▶ Source data
↓

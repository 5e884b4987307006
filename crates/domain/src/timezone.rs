use chrono::{DateTime, NaiveDate, NaiveDateTime, TimeDelta, TimeZone, Utc, offset::LocalResult};
use chrono_tz::Tz;

/// All conversions between wall-clock time in a named zone and instants go
/// through this module so that DST semantics live in exactly one place.
///
/// Policy:
/// - a local time that does not exist (spring-forward gap) maps to `None`
/// - an ambiguous local time (fall-back overlap) resolves to the earlier instant

/// Convert a wall-clock time in the given zone to an instant.
pub fn to_instant(local: NaiveDateTime, tz: &Tz) -> Option<DateTime<Utc>> {
    match tz.from_local_datetime(&local) {
        LocalResult::Single(dt) => Some(dt.with_timezone(&Utc)),
        LocalResult::Ambiguous(earlier, _later) => Some(earlier.with_timezone(&Utc)),
        LocalResult::None => None,
    }
}

/// Convert an instant to the wall-clock time in the given zone.
pub fn to_local_wall(instant: DateTime<Utc>, tz: &Tz) -> NaiveDateTime {
    instant.with_timezone(tz).naive_local()
}

/// Whether the wall-clock time exists in the given zone.
pub fn is_valid_local(local: NaiveDateTime, tz: &Tz) -> bool {
    !matches!(tz.from_local_datetime(&local), LocalResult::None)
}

/// The instants covered by a local calendar day, `[midnight, next midnight)`.
///
/// Some zones skip midnight on a DST transition day, in which case the bound
/// moves forward to the first wall-clock minute that exists.
pub fn local_day_bounds(date: NaiveDate, tz: &Tz) -> (DateTime<Utc>, DateTime<Utc>) {
    (day_start(date, tz), day_start(date + TimeDelta::days(1), tz))
}

fn day_start(date: NaiveDate, tz: &Tz) -> DateTime<Utc> {
    let mut local = date.and_hms_opt(0, 0, 0);
    loop {
        match local {
            Some(wall) => match to_instant(wall, tz) {
                Some(instant) => return instant,
                None => local = Some(wall + TimeDelta::minutes(1)),
            },
            // Unreachable for any NaiveDate, but the type demands an answer
            None => return Utc.from_utc_datetime(&date.and_hms_opt(0, 0, 0).unwrap_or_default()),
        }
    }
}
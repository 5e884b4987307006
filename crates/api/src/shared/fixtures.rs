//! Shared state builders for usecase tests: an in-memory context with a
//! pinned clock, a seeded stub gateway, one host with one connected account
//! and a selected calendar, and a weekday event type.

use std::sync::Arc;

use chrono::{DateTime, NaiveTime, Utc, Weekday};
use slotbook_domain::{
    Calendar,
    ConnectedAccount,
    EventType,
    Host,
    LocationKind,
    REQUIRED_OAUTH_SCOPES,
    Tz,
    WorkingHours,
};
use slotbook_infra::{FakeSys, SlotbookContext, StubCalendarGateway, setup_inmemory_context};

pub(crate) struct TestSetup {
    pub ctx: SlotbookContext,
    pub sys: Arc<FakeSys>,
    pub gateway: Arc<StubCalendarGateway>,
    pub host: Host,
    pub event_type: EventType,
    pub account: ConnectedAccount,
    pub calendar: Calendar,
}

pub(crate) fn utc(s: &str) -> DateTime<Utc> {
    DateTime::parse_from_rfc3339(s).unwrap().to_utc()
}

/// Monday 2024-01-08, noon UTC: one week before the test dates most tests use
pub(crate) fn default_now() -> DateTime<Utc> {
    utc("2024-01-08T12:00:00Z")
}

pub(crate) fn weekday_hours(start: (u32, u32), end: (u32, u32)) -> Vec<WorkingHours> {
    [
        Weekday::Mon,
        Weekday::Tue,
        Weekday::Wed,
        Weekday::Thu,
        Weekday::Fri,
    ]
    .into_iter()
    .map(|day| WorkingHours {
        day,
        start: NaiveTime::from_hms_opt(start.0, start.1, 0).unwrap(),
        end: NaiveTime::from_hms_opt(end.0, end.1, 0).unwrap(),
    })
    .collect()
}

pub(crate) async fn setup(host_tz: Tz) -> TestSetup {
    let mut ctx = setup_inmemory_context().unwrap();

    let sys = Arc::new(FakeSys::new(default_now()));
    ctx.sys = sys.clone();

    let gateway = Arc::new(StubCalendarGateway::new());
    ctx.calendar_gateway = gateway.clone();

    let host = Host::new("Grace Hopper".into(), "grace@example.com".into(), host_tz);
    ctx.repos.hosts.insert(&host).await.unwrap();

    let account = ConnectedAccount {
        id: Default::default(),
        host_id: host.id.clone(),
        external_identity: "grace@example.com".into(),
        sealed_access_token: "sealed".into(),
        sealed_refresh_token: "sealed".into(),
        access_token_expires_at: utc("2030-01-01T00:00:00Z"),
        scopes: REQUIRED_OAUTH_SCOPES.iter().map(|s| s.to_string()).collect(),
        valid: true,
        failed_busy_fetches: 0,
        last_synced_at: None,
    };
    ctx.repos.accounts.insert(&account).await.unwrap();

    let calendar = Calendar {
        id: Default::default(),
        account_id: account.id.clone(),
        external_id: "primary".into(),
        name: "Primary".into(),
        writable: true,
        selected_for_busy: true,
    };
    ctx.repos.calendars.insert(&calendar).await.unwrap();

    let event_type = EventType {
        id: Default::default(),
        host_id: host.id.clone(),
        slug: "intro-call".into(),
        name: "Intro call".into(),
        description: None,
        duration_minutes: 30,
        buffer_before_minutes: 0,
        buffer_after_minutes: 0,
        minimum_notice_minutes: 0,
        scheduling_window_days: 14,
        slot_interval_minutes: 15,
        working_hours: weekday_hours((9, 0), (17, 0)),
        participating_calendars: vec![calendar.id.clone()],
        destination_calendar: Some(calendar.id.clone()),
        location_kind: LocationKind::Video,
        include_tentative_busy: false,
        requires_confirmation: false,
        custom_questions: Vec::new(),
        active: true,
    };
    ctx.repos.event_types.insert(&event_type).await.unwrap();

    TestSetup {
        ctx,
        sys,
        gateway,
        host,
        event_type,
        account,
        calendar,
    }
}

/// A second connected account with one selected calendar, wired into the
/// event type's participating set.
pub(crate) async fn add_second_account(setup: &mut TestSetup) -> (ConnectedAccount, Calendar) {
    let account = ConnectedAccount {
        id: Default::default(),
        host_id: setup.host.id.clone(),
        external_identity: "grace.work@example.com".into(),
        sealed_access_token: "sealed".into(),
        sealed_refresh_token: "sealed".into(),
        access_token_expires_at: utc("2030-01-01T00:00:00Z"),
        scopes: REQUIRED_OAUTH_SCOPES.iter().map(|s| s.to_string()).collect(),
        valid: true,
        failed_busy_fetches: 0,
        last_synced_at: None,
    };
    setup.ctx.repos.accounts.insert(&account).await.unwrap();

    let calendar = Calendar {
        id: Default::default(),
        account_id: account.id.clone(),
        external_id: "work".into(),
        name: "Work".into(),
        writable: false,
        selected_for_busy: true,
    };
    setup.ctx.repos.calendars.insert(&calendar).await.unwrap();

    setup
        .event_type
        .participating_calendars
        .push(calendar.id.clone());
    setup
        .ctx
        .repos
        .event_types
        .save(&setup.event_type)
        .await
        .unwrap();

    (account, calendar)
}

↑

▶ Work request
Scan the data above; copy every line where "await" appears.

▶ Written answer
    ctx.repos.hosts.insert(&host).await.unwrap();
    ctx.repos.accounts.insert(&account).await.unwrap();
    ctx.repos.calendars.insert(&calendar).await.unwrap();
    ctx.repos.event_types.insert(&event_type).await.unwrap();
    setup.ctx.repos.accounts.insert(&account).await.unwrap();
    setup.ctx.repos.calendars.insert(&calendar).await.unwrap();
        .await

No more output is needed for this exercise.